We rerun the back catalogue of actual boyfriends we’ve had and compare experiences. Would Ian and Harry be any better? Would Ian’s paunch get in the way? Did Caroline Flack teach Harry any useful tricks?

And suddenly, one of us is snoring lightly.

The benefits of sharing a bed are well documented. Psychologists tell us that shared sleep with a partner promotes feelings of safety and security, reducing our stress and anxiety levels.

Platonic co-sleeping, of the sort friends like Libby and I enjoy, brings the same benefits but, I’d argue, has more advantages than sleeping with your regular partner:

  1. Obvs, there is no sex issue. Which means no expectation, no disappointment, no resentment. No irritation, no guilt, no analysis of every sigh or snort. It’s just about sleep.
  2. There are no duvet wars. Libby and I are similar in size and shape. Neither of us needs excessive amounts of insulation and neither of us feels the need to assert our duvet dominance.
  3. Because we only share a bed once in a while, we don’t have to make a commitment to a long-term mattress or bed with all the compromise and negotiation (for which read ‘endless rowing’) that entails.
  4. There is no fidgeting. And no emission of noxious odours of the sort which can wake me from my slumber. 
  5. There is no danger. Libby  does not, like my husband, sleep so deeply that a fire alarm can be sounding without any effect whatsoever. 
  6. There is no excessively imaginative dreaming.
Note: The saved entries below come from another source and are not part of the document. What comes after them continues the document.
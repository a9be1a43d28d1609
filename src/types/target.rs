// ABOUTME: The identity of a tracked resource: kind, id, environment, and view scope.
// ABOUTME: Any change to a Target is an identity change and forces a full resync.

use super::{Environment, ResourceId, ResourceKind};
use std::fmt;

/// Which view is tracking the resource. Only affects polling cadence.
#[derive(Debug, Clone, Copy, PartialEq, Eq, Hash, Default)]
pub enum ViewScope {
    /// A single resource's detail view.
    #[default]
    Detail,
    /// A list view polling many resources at once.
    List,
}

#[derive(Debug, Clone, PartialEq, Eq, Hash)]
pub struct Target {
    pub kind: ResourceKind,
    pub id: ResourceId,
    pub environment: Environment,
    pub scope: ViewScope,
}

impl Target {
    pub fn new(kind: ResourceKind, id: ResourceId, environment: Environment) -> Self {
        Self {
            kind,
            id,
            environment,
            scope: ViewScope::Detail,
        }
    }

    /// A detail-view target for the default "services" collection.
    pub fn service(id: impl Into<String>, environment: Environment) -> Self {
        Self::new(ResourceKind::default(), ResourceId::new(id), environment)
    }

    pub fn with_scope(mut self, scope: ViewScope) -> Self {
        self.scope = scope;
        self
    }
}

impl fmt::Display for Target {
    fn fmt(&self, f: &mut fmt::Formatter<'_>) -> fmt::Result {
        write!(f, "{}/{}@{}", self.kind, self.id, self.environment)
    }
}
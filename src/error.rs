// ABOUTME: Application-wide error types for kahu.
// ABOUTME: Uses thiserror for ergonomic error handling.

use std::path::PathBuf;
use thiserror::Error;

use crate::supervisor::ActionError;

#[derive(Debug, Error)]
pub enum Error {
    #[error("file already exists: {0}")]
    AlreadyExists(PathBuf),

    #[error("configuration file not found in {0}")]
    ConfigNotFound(PathBuf),

    #[error("missing required environment variable: {0}")]
    MissingEnvVar(String),

    #[error("invalid configuration: {0}")]
    InvalidConfig(String),

    #[error("invalid argument: {0}")]
    InvalidArgument(String),

    #[error(transparent)]
    Action(#[from] ActionError),

    #[error("{0}")]
    Sync(#[from] crate::supervisor::SyncError),

    #[error("{0} no longer exists")]
    ResourceDeleted(String),

    #[error("status sync stopped unexpectedly")]
    SupervisorStopped,

    #[error("I/O error: {0}")]
    Io(#[from] std::io::Error),

    #[error("YAML parse error: {0}")]
    Yaml(#[from] serde_yaml::Error),
}

pub type Result<T> = std::result::Result<T, Error>;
She has never, in sleep, unwittingly bruised me, as a result of dreaming that she was a goat kicking at a fence post, and she has never shouted at me in her sleep, accusing me of stealing her trainers. Or of being the Pope.
  7. We can pretend we’re nineteen again. Because it always feels that way.

Sharing a bed with my friend is always free of drama and disturbance.  We sleep the sleep of companion dreamers, ageing silently together.